Suikasttan ve son depremden sonra ülke, çetelerin denetine girmiş görünüyor.   Faal  nüfus ikiye ayrılmış gibidir: Çete mensupları ve mağdurları… Okul çıkışlarında rastgele öğrenciler, işportacılar dahi kaçırılmakta; “yoksul mağdurlar”dan radyolarını, buzdolaplarını satmaları ve istenen fidyeyi ödemeleri istenmektedir.  Sınıf arkadaşları kaçırılan bir grup öğrenci, aralarında para toplayarak fidye bedelini ödemiş. 

Başkent Port-au-Prince büyük ölçüde çeteler tarafından yönetilmektedir. En gösterişli eylem Amerikalı bir misyoner grubundan on yedi kişinin kaçırılması oldu. Çete, kişi başına birer milyon dolar talep etmektedir. Bu satırları yazdığımda sonuç belli olmamıştı. 

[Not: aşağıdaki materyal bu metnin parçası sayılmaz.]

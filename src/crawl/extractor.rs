// Copyright (c) 2025 Fabstir
// SPDX-License-Identifier: BUSL-1.1
//! Body text extraction
//!
//! Turns fetched HTML into readable text. Extraction is a pluggable step
//! selected by the engine's configuration, independent of which backend
//! fetched the page.

use scraper::node::Node;
use scraper::{ElementRef, Html, Selector};
use thiserror::Error;

use super::quality::strip_tags;

/// Errors from body extraction
#[derive(Debug, Clone, Error, PartialEq, Eq)]
pub enum ExtractError {
    /// Payload could not be read as a markup document
    #[error("Parse error: {0}")]
    Parse(String),
}

/// Pluggable post-processing step: HTML in, clean text out
///
/// `Ok("")` means the document parsed but holds no readable text.
pub trait BodyExtractor: Send + Sync {
    fn extract(&self, html: &str) -> Result<String, ExtractError>;

    fn name(&self) -> &'static str;
}

/// Content containers tried first, most specific last
const CONTENT_SELECTORS: [&str; 12] = [
    "article",
    "main",
    "[role='main']",
    ".post-content",
    ".article-content",
    ".entry-content",
    ".story-body",
    ".article__body",
    ".content-body",
    "#article-body",
    "#content",
    ".prose",
];

/// Elements that never carry body text
const SKIP_TAGS: [&str; 14] = [
    "script", "style", "noscript", "template", "iframe", "svg", "canvas", "nav", "footer",
    "header", "aside", "form", "button", "select",
];

const BLOCK_TAGS: [&str; 20] = [
    "p",
    "div",
    "section",
    "article",
    "main",
    "ul",
    "ol",
    "dl",
    "dt",
    "dd",
    "table",
    "thead",
    "tbody",
    "tr",
    "blockquote",
    "pre",
    "figure",
    "figcaption",
    "details",
    "summary",
];

/// Class or id words that mark page chrome rather than content
const BOILERPLATE_WORDS: [&str; 22] = [
    "nav",
    "navbar",
    "navigation",
    "menu",
    "sidebar",
    "footer",
    "header",
    "banner",
    "cookie",
    "consent",
    "ad",
    "ads",
    "advert",
    "advertisement",
    "promo",
    "subscribe",
    "newsletter",
    "share",
    "social",
    "related",
    "comments",
    "breadcrumb",
];

/// Readability-style extractor built on scraper
///
/// Picks the main content container (known content selectors first, then the
/// densest non-link text block), drops boilerplate, and renders headings and
/// list items as markdown so downstream chunking keeps document structure.
#[derive(Debug, Clone)]
pub struct ReadabilityExtractor {
    min_container_chars: usize,
}

impl ReadabilityExtractor {
    pub fn new() -> Self {
        Self {
            min_container_chars: 200,
        }
    }

    /// Minimum text a known content container must hold to be chosen
    pub fn with_min_container_chars(mut self, chars: usize) -> Self {
        self.min_container_chars = chars;
        self
    }

    fn pick_by_selector<'a>(&self, document: &'a Html) -> Option<ElementRef<'a>> {
        for selector_str in CONTENT_SELECTORS {
            let Ok(selector) = Selector::parse(selector_str) else {
                continue;
            };
            if let Some(element) = document.select(&selector).next() {
                if text_chars(&element) > self.min_container_chars {
                    return Some(element);
                }
            }
        }
        None
    }

    fn pick_by_density<'a>(document: &'a Html) -> Option<ElementRef<'a>> {
        let selector = Selector::parse("article, main, section, div").ok()?;
        let mut best: Option<(i64, ElementRef<'a>)> = None;

        for element in document.select(&selector).take(20_000) {
            if is_boilerplate(&element) {
                continue;
            }
            let text = text_chars(&element);
            if text < 20 {
                continue;
            }
            let links = link_text_chars(&element);
            let mut score = text as i64 - 2 * links as i64;
            match element.value().name() {
                "article" => score += 500,
                "main" => score += 300,
                _ => {}
            }
            if links > text / 2 {
                score -= 500;
            }
            if score > 0 && best.as_ref().map_or(true, |(s, _)| score > *s) {
                best = Some((score, element));
            }
        }

        best.map(|(_, element)| element)
    }

    fn pick_root<'a>(&self, document: &'a Html) -> ElementRef<'a> {
        if let Some(element) = self.pick_by_selector(document) {
            return element;
        }
        if let Some(element) = Self::pick_by_density(document) {
            return element;
        }
        Selector::parse("body")
            .ok()
            .and_then(|s| document.select(&s).next())
            .unwrap_or_else(|| document.root_element())
    }
}

impl Default for ReadabilityExtractor {
    fn default() -> Self {
        Self::new()
    }
}

impl BodyExtractor for ReadabilityExtractor {
    fn extract(&self, html: &str) -> Result<String, ExtractError> {
        if !looks_like_markup(html) {
            return Err(ExtractError::Parse("payload is not markup".to_string()));
        }

        let document = Html::parse_document(html);
        let root = self.pick_root(&document);

        let mut renderer = Renderer::default();
        renderer.walk(root);
        renderer.flush();

        Ok(enhance_heading_structure(&renderer.blocks.join("\n\n")))
    }

    fn name(&self) -> &'static str {
        "readability"
    }
}

/// Crude extractor: drop every tag, keep the text
#[derive(Debug, Clone, Default)]
pub struct TagStripExtractor;

impl BodyExtractor for TagStripExtractor {
    fn extract(&self, html: &str) -> Result<String, ExtractError> {
        if !looks_like_markup(html) {
            return Err(ExtractError::Parse("payload is not markup".to_string()));
        }

        let lines: Vec<String> = strip_tags(html)
            .lines()
            .map(collapse_whitespace)
            .filter(|l| !l.is_empty())
            .collect();
        Ok(lines.join("\n"))
    }

    fn name(&self) -> &'static str {
        "strip"
    }
}

/// Promote Chinese ordinal headings and normalise bullets
///
/// `一、` lines become `##` headings, `1、` lines become `###` headings and
/// leading `* ` bullets become `- `.
pub fn enhance_heading_structure(text: &str) -> String {
    text.split('\n')
        .map(|line| {
            let stripped = line.trim();
            if starts_with_ordinal(stripped, is_chinese_numeral) {
                format!("## {}", stripped)
            } else if starts_with_ordinal(stripped, |c| c.is_ascii_digit()) {
                format!("### {}", stripped)
            } else if let Some(rest) = stripped.strip_prefix("* ") {
                format!("- {}", rest)
            } else {
                line.to_string()
            }
        })
        .collect::<Vec<_>>()
        .join("\n")
}

fn is_chinese_numeral(c: char) -> bool {
    "一二三四五六七八九十".contains(c)
}

fn starts_with_ordinal(s: &str, is_numeral: impl Fn(char) -> bool) -> bool {
    let mut count = 0;
    for c in s.chars() {
        if is_numeral(c) {
            count += 1;
            continue;
        }
        return count > 0 && c == '、';
    }
    false
}

fn looks_like_markup(payload: &str) -> bool {
    let trimmed = payload.trim_start();
    trimmed.starts_with('<') || (trimmed.contains('<') && trimmed.contains('>'))
}

fn collapse_whitespace(s: &str) -> String {
    s.split_whitespace().collect::<Vec<_>>().join(" ")
}

fn text_chars(element: &ElementRef) -> usize {
    element.text().map(|t| t.trim().chars().count()).sum()
}

fn link_text_chars(element: &ElementRef) -> usize {
    let Ok(selector) = Selector::parse("a") else {
        return 0;
    };
    element.select(&selector).map(|a| text_chars(&a)).sum()
}

fn is_boilerplate(element: &ElementRef) -> bool {
    let value = element.value();
    let attrs = format!(
        "{} {}",
        value.attr("class").unwrap_or_default(),
        value.attr("id").unwrap_or_default()
    )
    .to_ascii_lowercase();

    attrs
        .split(|c: char| !c.is_ascii_alphanumeric())
        .any(|word| BOILERPLATE_WORDS.contains(&word))
}

/// Walks an element tree emitting one block per paragraph-level element
#[derive(Default)]
struct Renderer {
    blocks: Vec<String>,
    current: String,
}

impl Renderer {
    fn flush(&mut self) {
        let line = collapse_whitespace(&self.current);
        if !line.is_empty() {
            self.blocks.push(line);
        }
        self.current.clear();
    }

    fn walk(&mut self, element: ElementRef) {
        for child in element.children() {
            match child.value() {
                Node::Text(text) => self.current.push_str(text),
                Node::Element(_) => {
                    if let Some(child_element) = ElementRef::wrap(child) {
                        self.visit(child_element);
                    }
                }
                _ => {}
            }
        }
    }

    fn visit(&mut self, element: ElementRef) {
        let name = element.value().name();
        if SKIP_TAGS.contains(&name) || is_boilerplate(&element) {
            return;
        }

        match name {
            "h1" | "h2" | "h3" | "h4" | "h5" | "h6" => {
                self.flush();
                let level = name[1..].parse::<usize>().unwrap_or(1);
                let text = collapse_whitespace(&element.text().collect::<String>());
                if !text.is_empty() {
                    self.blocks.push(format!("{} {}", "#".repeat(level), text));
                }
            }
            "li" => {
                self.flush();
                self.walk(element);
                let text = collapse_whitespace(&self.current);
                self.current.clear();
                if !text.is_empty() {
                    self.blocks.push(format!("- {}", text));
                }
            }
            "br" | "hr" => self.flush(),
            "td" | "th" => {
                self.walk(element);
                self.current.push(' ');
            }
            _ if BLOCK_TAGS.contains(&name) => {
                self.flush();
                self.walk(element);
                self.flush();
            }
            _ => self.walk(element),
        }
    }
}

Ülkelerinin bu örneklerde betimlenen “makus talihi”ne rıza göstermeyenler arasında  Rio Grande’yi geçmeye çalışırken fotoğrafları çekilen güzel insanlar, ABD’ye uzanan tehlikeli, belki de ölümcül “uzun yolculuk” için  karısı ve çocuğuyla birlikte Necocli iskelesinde bekleyen otomobil tamircisi Wickendy Romain var. Dileriz yolları açık olur. 

Bazıları çaresizlikten, bir bölümü bilinçli olarak Haiti’de kalıyor. Ataları, ülkelerini kölelikten kurtarmıştı. Kalanlar da onların açtığı yolu er veya geç sahiplenecek, izleyecektir.